PROBLEM STATEMENT: Whenever a line in the material below contains "RegistryRef", copy that line.

RECORDS PROVIDED:
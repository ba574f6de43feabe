// ABOUTME: In-memory fakes for the orchestrator's collaborators.
// ABOUTME: FakeHost models a target that runs whatever reference was pulled last.

use async_trait::async_trait;
use parking_lot::Mutex;
use std::collections::{HashMap, HashSet, VecDeque};
use std::sync::Arc;
use std::time::Duration;

use cutover::build::{ArtifactBuilder, BuildError};
use cutover::deploy::CancelToken;
use cutover::health::{HealthCheckResult, HealthOutcome, HealthProbe, ProbeTarget};
use cutover::migrate::{Migration, MigrationExecError, MigrationExecutor};
use cutover::transport::{ReleaseTransport, TransportError};
use cutover::types::{ArtifactRef, EnvName, HostAddr, RegistryRef, SecretValue, SourceRevision};

/// The target host: runs whatever reference was pulled last.
///
/// Health is a property of the reference: marking a reference healthy means
/// the service answers healthy once that reference is deployed. This models
/// the real cutover, where a pull activates the new version.
#[derive(Clone, Default)]
pub struct FakeHost {
    current: Arc<Mutex<Option<String>>>,
    healthy: Arc<Mutex<HashSet<String>>>,
}

impl FakeHost {
    pub fn new() -> Self {
        Self::default()
    }

    pub fn mark_healthy(&self, reference: &str) {
        self.healthy.lock().insert(reference.to_string());
    }

    pub fn current(&self) -> Option<String> {
        self.current.lock().clone()
    }

    fn deploy(&self, reference: &str) {
        *self.current.lock() = Some(reference.to_string());
    }

    fn is_healthy(&self) -> bool {
        self.current
            .lock()
            .as_ref()
            .is_some_and(|r| self.healthy.lock().contains(r))
    }
}

/// Builder that mints `repository:revision` artifacts, or fails on demand.
#[derive(Clone)]
pub struct FakeBuilder {
    repository: String,
    fail_with: Arc<Mutex<Option<String>>>,
    cancel_during_build: Arc<Mutex<Option<CancelToken>>>,
    builds: Arc<Mutex<u32>>,
}

impl FakeBuilder {
    pub fn new(repository: &str) -> Self {
        Self {
            repository: repository.to_string(),
            fail_with: Arc::new(Mutex::new(None)),
            cancel_during_build: Arc::new(Mutex::new(None)),
            builds: Arc::new(Mutex::new(0)),
        }
    }

    pub fn fail_with(&self, reason: &str) {
        *self.fail_with.lock() = Some(reason.to_string());
    }

    /// Cancel the given token while the build phase runs, so the
    /// orchestrator observes cancellation at the next phase boundary.
    pub fn cancel_during_build(&self, token: &CancelToken) {
        *self.cancel_during_build.lock() = Some(token.clone());
    }

    pub fn build_count(&self) -> u32 {
        *self.builds.lock()
    }
}

#[async_trait]
impl ArtifactBuilder for FakeBuilder {
    async fn build(
        &self,
        revision: &SourceRevision,
        _secrets: &HashMap<String, SecretValue>,
    ) -> Result<ArtifactRef, BuildError> {
        *self.builds.lock() += 1;

        if let Some(token) = self.cancel_during_build.lock().as_ref() {
            token.cancel();
        }

        if let Some(reason) = self.fail_with.lock().clone() {
            return Err(BuildError::Failed(reason));
        }

        Ok(ArtifactRef::from_repository(&self.repository, &revision.as_artifact_tag()).unwrap())
    }
}

/// Transport with scripted failures and a call journal.
#[derive(Clone)]
pub struct FakeTransport {
    host: FakeHost,
    push_script: Arc<Mutex<VecDeque<Option<TransportError>>>>,
    pull_script: Arc<Mutex<VecDeque<Option<TransportError>>>>,
    pushes: Arc<Mutex<u32>>,
    pulls: Arc<Mutex<Vec<String>>>,
}

impl FakeTransport {
    pub fn new(host: FakeHost) -> Self {
        Self {
            host,
            push_script: Arc::new(Mutex::new(VecDeque::new())),
            pull_script: Arc::new(Mutex::new(VecDeque::new())),
            pushes: Arc::new(Mutex::new(0)),
            pulls: Arc::new(Mutex::new(Vec::new())),
        }
    }

    /// Queue a failure for the next push attempt. An empty queue succeeds.
    pub fn fail_next_push(&self, error: TransportError) {
        self.push_script.lock().push_back(Some(error));
    }

    /// Queue a failure for the next pull attempt. An empty queue succeeds.
    pub fn fail_next_pull(&self, error: TransportError) {
        self.pull_script.lock().push_back(Some(error));
    }

    /// Queue an explicit success, to script failures after it.
    pub fn allow_next_pull(&self) {
        self.pull_script.lock().push_back(None);
    }

    pub fn push_count(&self) -> u32 {
        *self.pushes.lock()
    }

    /// References pulled onto the host, in order.
    pub fn pulled(&self) -> Vec<String> {
        self.pulls.lock().clone()
    }
}

#[async_trait]
impl ReleaseTransport for FakeTransport {
    async fn push(&self, artifact: &ArtifactRef) -> Result<RegistryRef, TransportError> {
        *self.pushes.lock() += 1;
        if let Some(Some(error)) = self.push_script.lock().pop_front() {
            return Err(error);
        }
        Ok(RegistryRef::new(artifact.to_string()))
    }

    async fn pull(
        &self,
        registry_ref: &RegistryRef,
        _host: &HostAddr,
    ) -> Result<(), TransportError> {
        if let Some(Some(error)) = self.pull_script.lock().pop_front() {
            return Err(error);
        }
        self.pulls.lock().push(registry_ref.as_str().to_string());
        self.host.deploy(registry_ref.as_str());
        Ok(())
    }
}

/// Migrator that journals applications and can fail on a given id.
#[derive(Clone, Default)]
pub struct FakeMigrator {
    applied: Arc<Mutex<Vec<String>>>,
    fail_on: Arc<Mutex<Option<String>>>,
}

impl FakeMigrator {
    pub fn new() -> Self {
        Self::default()
    }

    pub fn fail_on(&self, id: &str) {
        *self.fail_on.lock() = Some(id.to_string());
    }

    pub fn clear_failure(&self) {
        *self.fail_on.lock() = None;
    }

    /// Migration ids applied, in order.
    pub fn applied(&self) -> Vec<String> {
        self.applied.lock().clone()
    }
}

#[async_trait]
impl MigrationExecutor for FakeMigrator {
    async fn apply(
        &self,
        _environment: &EnvName,
        migration: &Migration,
    ) -> Result<(), MigrationExecError> {
        if self
            .fail_on
            .lock()
            .as_deref()
            .is_some_and(|id| id == migration.id.as_str())
        {
            return Err(MigrationExecError::Failed("scripted failure".to_string()));
        }
        self.applied.lock().push(migration.id.to_string());
        Ok(())
    }
}

enum ProbeMode {
    Always(HealthOutcome),
    /// Yield the sequence, then the trailing outcome forever.
    Sequence(VecDeque<HealthOutcome>, HealthOutcome),
    /// Healthy iff the host's current reference is marked healthy.
    Host(FakeHost),
}

/// Probe with scripted outcomes, or outcomes derived from a FakeHost.
#[derive(Clone)]
pub struct FakeProbe {
    mode: Arc<Mutex<ProbeMode>>,
    delay: Arc<Mutex<Duration>>,
    probes: Arc<Mutex<u32>>,
}

impl FakeProbe {
    pub fn always(outcome: HealthOutcome) -> Self {
        Self::with_mode(ProbeMode::Always(outcome))
    }

    pub fn sequence(outcomes: Vec<HealthOutcome>, then: HealthOutcome) -> Self {
        Self::with_mode(ProbeMode::Sequence(outcomes.into(), then))
    }

    pub fn for_host(host: &FakeHost) -> Self {
        Self::with_mode(ProbeMode::Host(host.clone()))
    }

    fn with_mode(mode: ProbeMode) -> Self {
        Self {
            mode: Arc::new(Mutex::new(mode)),
            delay: Arc::new(Mutex::new(Duration::ZERO)),
            probes: Arc::new(Mutex::new(0)),
        }
    }

    /// Make every probe take this long, to exercise the probe bound.
    pub fn with_delay(self, delay: Duration) -> Self {
        *self.delay.lock() = delay;
        self
    }

    pub fn probe_count(&self) -> u32 {
        *self.probes.lock()
    }
}

#[async_trait]
impl HealthProbe for FakeProbe {
    async fn probe(&self, _target: &ProbeTarget) -> HealthCheckResult {
        let delay = *self.delay.lock();
        if delay > Duration::ZERO {
            tokio::time::sleep(delay).await;
        }

        *self.probes.lock() += 1;

        let outcome = {
            let mut mode = self.mode.lock();
            match &mut *mode {
                ProbeMode::Always(outcome) => *outcome,
                ProbeMode::Sequence(queue, then) => queue.pop_front().unwrap_or(*then),
                ProbeMode::Host(host) => {
                    if host.is_healthy() {
                        HealthOutcome::Healthy
                    } else {
                        HealthOutcome::Unhealthy
                    }
                }
            }
        };

        HealthCheckResult::observed(outcome, Duration::from_millis(1))
    }
}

EXERCISE RESULT:
use cutover::types::{ArtifactRef, EnvName, HostAddr, RegistryRef, SecretValue, SourceRevision};
    async fn push(&self, artifact: &ArtifactRef) -> Result<RegistryRef, TransportError> {
        Ok(RegistryRef::new(artifact.to_string()))
        registry_ref: &RegistryRef,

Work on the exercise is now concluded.